Decreto de Calamidade Pública permite cremação de corpos pelo governo de SC
Coronavírus
Santa Catarina decretou ontem, sexta-feira (17), Estado de Calamidade Pública por conta do Coronavírus. O Decreto 562, assinado pelo governador Carlos Moisés e secretários do primeiro escalão, permite que o governo, inclusive, intervenha na iniciativa privada de maneira a usar de seus meios para enfrentar a pandemia. A requisição de profissionais de saúde, utilização de hospitais privados que não possuem contrato com serviço público e dispensa de licitações estão entre as medidas.
O documento, que tem 15 páginas, terá validade de 180 dias, ou seis meses. Nele constam como medidas de enfrentamento o isolamento social, quarentena, bem como a realização compulsória de exames médicos, testes laboratoriais, coleta de amostras clínicas, vacinação, tratamentos médicos específicos, investigação epidemiológica, além de exumação, necropsia, cremação e manejo de cadáveres.
Este último, na prática, dá ao governo do estado a autoridade para decidir o que fazer com corpos de pessoas que venham a morrer em função da Covid-19.
Além destes todos, um dos itens diz que o governo poderá se apossar de bens, serviços e produtos de pessoas naturais e jurídicas, ficando o pagamento por estes serviços para depois.
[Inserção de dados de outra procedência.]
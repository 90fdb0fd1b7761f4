//! Extension set assembly for one live editor.

use std::fmt;
use std::sync::Arc;

use crate::completion::CompletionSource;
use crate::registry::{ExtensionRegistry, Grammar};
use crate::theme::{Theme, ThemeVariant};

/// Keys the editor reacts to.
#[derive(Debug, Clone, Copy, PartialEq, Eq)]
pub enum Key {
    Tab,
    ShiftTab,
    Enter,
    Escape,
    ArrowUp,
    ArrowDown,
}

/// Commands a key binding can run.
#[derive(Debug, Clone, Copy, PartialEq, Eq)]
pub enum Command {
    /// Accept the selected completion; fails when none is open
    AcceptCompletion,
    IndentMore,
    IndentLess,
}

#[derive(Debug, Clone, Copy, PartialEq, Eq)]
pub struct KeyBinding {
    pub key: Key,
    pub command: Command,
}

impl KeyBinding {
    pub const fn new(key: Key, command: Command) -> Self {
        Self { key, command }
    }
}

/// Autocompletion behaviour.
#[derive(Debug, Clone, Copy, PartialEq, Eq)]
pub struct AutocompletionConfig {
    pub activate_on_typing: bool,
    pub close_on_blur: bool,
    pub max_rendered_options: usize,
    /// Enter/Escape/arrow handling while the list is open
    pub default_keymap: bool,
}

/// Called with the new revision after every document mutation.
#[derive(Clone)]
pub struct ChangeListener(Arc<dyn Fn(u64) + Send + Sync>);

impl ChangeListener {
    pub fn new(f: impl Fn(u64) + Send + Sync + 'static) -> Self {
        Self(Arc::new(f))
    }

    pub(crate) fn notify(&self, revision: u64) {
        (self.0)(revision)
    }
}

impl fmt::Debug for ChangeListener {
    fn fmt(&self, f: &mut fmt::Formatter<'_>) -> fmt::Result {
        f.write_str("ChangeListener")
    }
}

/// One independent editor feature. A session is configured by an ordered list
/// of these; earlier entries take precedence.
#[derive(Debug, Clone)]
pub enum Extension {
    /// Baseline editing behaviour (newline on Enter, and so on)
    BasicSetup,
    Language(Grammar),
    Completions(CompletionSource),
    TabSize(u32),
    IndentUnit(String),
    Autocompletion(AutocompletionConfig),
    Theme(Theme),
    ChangeListener(Option<ChangeListener>),
    Keymap(Vec<KeyBinding>),
    ReadOnly,
    ThemeVariant(ThemeVariant),
}

/// Everything a session is built from besides the sampled dark-mode flag.
#[derive(Debug, Clone)]
pub struct SessionOptions {
    pub language: String,
    pub runnable: bool,
    pub tab_size: u32,
    pub max_rendered_options: usize,
    pub theme_override: Theme,
    pub on_change: Option<ChangeListener>,
}

impl SessionOptions {
    pub fn new(language: impl Into<String>, runnable: bool) -> Self {
        Self {
            language: language.into(),
            runnable,
            tab_size: playdoc_config::DEFAULT_TAB_SIZE,
            max_rendered_options: playdoc_config::DEFAULT_MAX_RENDERED_OPTIONS as usize,
            theme_override: Theme::new(),
            on_change: None,
        }
    }

    /// Apply resolved editor settings from configuration.
    pub fn with_settings(mut self, settings: &playdoc_config::EditorSettings) -> Self {
        self.tab_size = settings.tab_size;
        self.max_rendered_options = settings.max_rendered_options as usize;
        self.theme_override = Theme::from(&settings.theme);
        self
    }

    pub fn with_theme_override(mut self, theme: Theme) -> Self {
        self.theme_override = theme;
        self
    }

    pub fn with_change_listener(mut self, listener: ChangeListener) -> Self {
        self.on_change = Some(listener);
        self
    }
}

/// Bindings attached to runnable editors: Tab accepts a completion, or
/// indents when there is none.
pub fn runnable_keymap() -> Vec<KeyBinding> {
    vec![
        KeyBinding::new(Key::Tab, Command::AcceptCompletion),
        KeyBinding::new(Key::Tab, Command::IndentMore),
        KeyBinding::new(Key::ShiftTab, Command::IndentLess),
    ]
}

/// Build the full extension set for a session.
pub fn build_extensions(
    registry: &ExtensionRegistry,
    options: &SessionOptions,
    dark: bool,
) -> Vec<Extension> {
    let mut extensions = vec![
        Extension::BasicSetup,
        Extension::TabSize(options.tab_size),
        Extension::IndentUnit(" ".repeat(options.tab_size as usize)),
        Extension::Autocompletion(AutocompletionConfig {
            activate_on_typing: true,
            close_on_blur: true,
            max_rendered_options: options.max_rendered_options,
            default_keymap: true,
        }),
        Extension::Theme(Theme::editor_default().merged(&options.theme_override)),
        Extension::ChangeListener(options.on_change.clone()),
    ];

    if options.runnable {
        extensions.push(Extension::Keymap(runnable_keymap()));
    } else {
        extensions.push(Extension::ReadOnly);
    }

    // Language support goes right after the baseline bundle
    if let Some(language) = registry.resolve(&options.language) {
        extensions.splice(1..1, language);
    }

    extensions.push(Extension::ThemeVariant(ThemeVariant::from_dark(dark)));

    extensions
}
//! One output contract over both execution paths.

use std::cell::{Cell, OnceCell, RefCell};
use std::sync::Arc;

use crate::javascript::JsHost;
use crate::loader::{RuntimeLoader, RuntimeState};
use crate::python::PythonAsset;

/// Output when a run printed nothing and produced no value
pub const NO_OUTPUT_MESSAGE: &str = "Code executed successfully, no output";

/// Prefix of JavaScript error output
pub const JS_ERROR_PREFIX: &str = "Error: ";

/// The languages snippets can be executed in.
#[derive(Debug, Clone, Copy, PartialEq, Eq, Hash)]
pub enum ScriptLanguage {
    JavaScript,
    Python,
}

impl ScriptLanguage {
    /// Map a fence tag (canonical or long form) to a language.
    pub fn from_tag(tag: &str) -> Option<Self> {
        match tag {
            "js" | "javascript" => Some(Self::JavaScript),
            "py" | "python" => Some(Self::Python),
            _ => None,
        }
    }

    /// The canonical tag.
    pub fn tag(self) -> &'static str {
        match self {
            Self::JavaScript => "js",
            Self::Python => "py",
        }
    }
}

/// The normalized outcome of one run.
#[derive(Debug, Clone, PartialEq, Eq)]
pub struct ExecutionResult {
    pub output: String,
    pub is_error: bool,
}

impl ExecutionResult {
    pub fn success(output: impl Into<String>) -> Self {
        Self {
            output: output.into(),
            is_error: false,
        }
    }

    pub fn error(output: impl Into<String>) -> Self {
        Self {
            output: output.into(),
            is_error: true,
        }
    }
}

/// Clears the in-flight flag however the run ends.
struct InFlight<'a>(&'a Cell<bool>);

impl<'a> InFlight<'a> {
    fn enter(flag: &'a Cell<bool>) -> Self {
        flag.set(true);
        Self(flag)
    }
}

impl Drop for InFlight<'_> {
    fn drop(&mut self) {
        self.0.set(false);
    }
}

/// Runs snippets for one session and holds its latest result.
///
/// Runs are strictly serialized: a request that arrives while another run is
/// in flight is dropped, not queued.
pub struct Executor {
    python: Arc<RuntimeLoader<PythonAsset>>,
    js: OnceCell<JsHost>,
    running: Cell<bool>,
    has_error: Cell<bool>,
    output: RefCell<String>,
}

impl Executor {
    pub fn new(python: Arc<RuntimeLoader<PythonAsset>>) -> Self {
        Self {
            python,
            js: OnceCell::new(),
            running: Cell::new(false),
            has_error: Cell::new(false),
            output: RefCell::new(String::new()),
        }
    }

    pub fn output(&self) -> String {
        self.output.borrow().clone()
    }

    pub fn has_error(&self) -> bool {
        self.has_error.get()
    }

    pub fn is_running(&self) -> bool {
        self.running.get()
    }

    /// Whether `language` can run right now without waiting on a load.
    pub fn is_ready(&self, language: ScriptLanguage) -> bool {
        match language {
            ScriptLanguage::JavaScript => true,
            ScriptLanguage::Python => self.python.state() == RuntimeState::Ready,
        }
    }

    /// Label of the run button.
    pub fn run_label(&self, language: ScriptLanguage) -> &'static str {
        if self.is_running() {
            "Running..."
        } else if !self.is_ready(language) {
            "Loading..."
        } else {
            "Run"
        }
    }

    /// Make sure the runtime for `language` is loaded.
    ///
    /// A failed load becomes this session's error output.
    pub async fn prepare(&self, language: ScriptLanguage) -> bool {
        if language != ScriptLanguage::Python {
            return true;
        }
        match self.python.ensure_ready().await {
            Ok(_) => true,
            Err(e) => {
                self.finish(ExecutionResult::error(e.to_string()));
                false
            }
        }
    }

    /// Run `source`. Returns whether the request was dispatched.
    pub async fn run(&self, language: ScriptLanguage, source: &str) -> bool {
        if self.is_running() {
            tracing::debug!(language = language.tag(), "run ignored: already running");
            return false;
        }
        if !self.is_ready(language) {
            tracing::debug!(language = language.tag(), "run ignored: runtime not ready");
            return false;
        }

        let _in_flight = InFlight::enter(&self.running);
        self.has_error.set(false);

        let result = match language {
            ScriptLanguage::JavaScript => self.run_javascript(source),
            ScriptLanguage::Python => self.run_python(source).await,
        };

        tracing::debug!(
            language = language.tag(),
            is_error = result.is_error,
            "run finished"
        );
        self.finish(result);
        true
    }

    fn finish(&self, result: ExecutionResult) {
        self.has_error.set(result.is_error);
        *self.output.borrow_mut() = result.output;
    }

    fn run_javascript(&self, source: &str) -> ExecutionResult {
        if let Some(host) = self.js.get() {
            return host.evaluate(source);
        }
        match JsHost::new() {
            Ok(host) => self.js.get_or_init(|| host).evaluate(source),
            Err(e) => ExecutionResult::error(format!("{JS_ERROR_PREFIX}{e}")),
        }
    }

    async fn run_python(&self, source: &str) -> ExecutionResult {
        let Some(python) = self.python.handle() else {
            return ExecutionResult::error("python runtime is not loaded");
        };
        match python.run(source).await {
            Ok(result) => result,
            Err(e) => {
                tracing::warn!(error = %e, "python run failed");
                if e.is_fatal() {
                    self.python.invalidate(&python);
                }
                ExecutionResult::error(e.to_string())
            }
        }
    }
}

#[cfg(test)]
mod tests {
    use std::time::Duration;

    use super::*;

    fn loader(command: &str) -> Arc<RuntimeLoader<PythonAsset>> {
        Arc::new(RuntimeLoader::new(PythonAsset::new(
            command,
            Duration::from_secs(30),
        )))
    }

    fn python_available() -> bool {
        std::process::Command::new("python3")
            .arg("--version")
            .output()
            .map(|o| o.status.success())
            .unwrap_or(false)
    }

    #[test]
    fn test_language_tags() {
        assert_eq!(ScriptLanguage::from_tag("js"), Some(ScriptLanguage::JavaScript));
        assert_eq!(ScriptLanguage::from_tag("python"), Some(ScriptLanguage::Python));
        assert_eq!(ScriptLanguage::from_tag("ts"), None);
        assert_eq!(ScriptLanguage::Python.tag(), "py");
    }

    #[tokio::test]
    async fn test_javascript_scenarios() {
        let exec = Executor::new(loader("python3"));

        assert!(exec.run(ScriptLanguage::JavaScript, "1 + 2").await);
        assert_eq!(exec.output(), "3");
        assert!(!exec.has_error());

        assert!(exec.run(ScriptLanguage::JavaScript, "console.log(\"hi\")").await);
        assert_eq!(exec.output(), "hi");

        assert!(exec.run(ScriptLanguage::JavaScript, "throw new Error(\"boom\")").await);
        assert!(exec.output().contains("boom"));
        assert!(exec.has_error());

        // The error flag is cleared by the next run
        assert!(exec.run(ScriptLanguage::JavaScript, "'ok'").await);
        assert!(!exec.has_error());
        assert!(!exec.is_running());
    }

    #[tokio::test]
    async fn test_python_before_ready_is_ignored() {
        let exec = Executor::new(loader("python3"));
        assert!(exec.run(ScriptLanguage::JavaScript, "'previous'").await);

        assert!(!exec.run(ScriptLanguage::Python, "print(1)").await);
        assert_eq!(exec.output(), "previous");
        assert_eq!(exec.run_label(ScriptLanguage::Python), "Loading...");
        assert_eq!(exec.run_label(ScriptLanguage::JavaScript), "Run");
    }

    #[tokio::test]
    async fn test_failed_load_becomes_error_output() {
        let exec = Executor::new(loader("playdoc-no-such-python"));
        assert!(!exec.prepare(ScriptLanguage::Python).await);
        assert!(exec.has_error());
        assert!(exec.output().contains("runtime unavailable"));
        assert!(exec.prepare(ScriptLanguage::JavaScript).await);
    }

    #[tokio::test]
    async fn test_python_scenarios() {
        if !python_available() {
            eprintln!("python3 not available, skipping");
            return;
        }
        let exec = Executor::new(loader("python3"));
        assert!(exec.prepare(ScriptLanguage::Python).await);
        assert_eq!(exec.run_label(ScriptLanguage::Python), "Run");

        assert!(exec.run(ScriptLanguage::Python, "print(1+1)").await);
        assert_eq!(exec.output(), "2");
        assert!(!exec.has_error());

        assert!(exec.run(ScriptLanguage::Python, "raise ValueError('bad')").await);
        assert_eq!(exec.output(), "ValueError: bad");
        assert!(exec.has_error());
    }

    #[tokio::test]
    async fn test_dead_interpreter_is_replaced() {
        if !python_available() {
            eprintln!("python3 not available, skipping");
            return;
        }
        let python = loader("python3");
        let exec = Executor::new(python.clone());
        assert!(exec.prepare(ScriptLanguage::Python).await);

        assert!(exec.run(ScriptLanguage::Python, "import os\nos._exit(3)").await);
        assert!(exec.has_error());
        assert!(exec.output().contains("interpreter exited"));
        assert_eq!(python.state(), RuntimeState::Unloaded);

        assert!(exec.prepare(ScriptLanguage::Python).await);
        assert!(exec.run(ScriptLanguage::Python, "print(1)").await);
        assert_eq!(exec.output(), "1");
        assert!(!exec.has_error());
    }

    #[tokio::test]
    async fn test_second_run_while_in_flight_is_dropped() {
        if !python_available() {
            eprintln!("python3 not available, skipping");
            return;
        }
        let exec = Executor::new(loader("python3"));
        assert!(exec.prepare(ScriptLanguage::Python).await);

        let (first, second) = tokio::join!(
            exec.run(
                ScriptLanguage::Python,
                "import time\ntime.sleep(0.2)\nprint('first')"
            ),
            async {
                tokio::task::yield_now().await;
                let label = exec.run_label(ScriptLanguage::Python);
                (label, exec.run(ScriptLanguage::JavaScript, "'second'").await)
            }
        );

        assert!(first);
        assert_eq!(second, ("Running...", false));
        assert_eq!(exec.output(), "first");
        assert!(!exec.is_running());
    }
}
O Decreto estipula que em caso de negação de prestar os serviços, a Procuradoria Geral do estado poderá ingressar com ações em poderes como o Judiciário a fim de se fazer cumprir a medida.
O Decreto documenta ainda as medidas anunciadas anteriormente pelo governo, como a liberação de setores da economia e as medidas exigidas para conter o avanço do Conoravírus.
A Assembleia Legislativa precisa dar aval ao documento.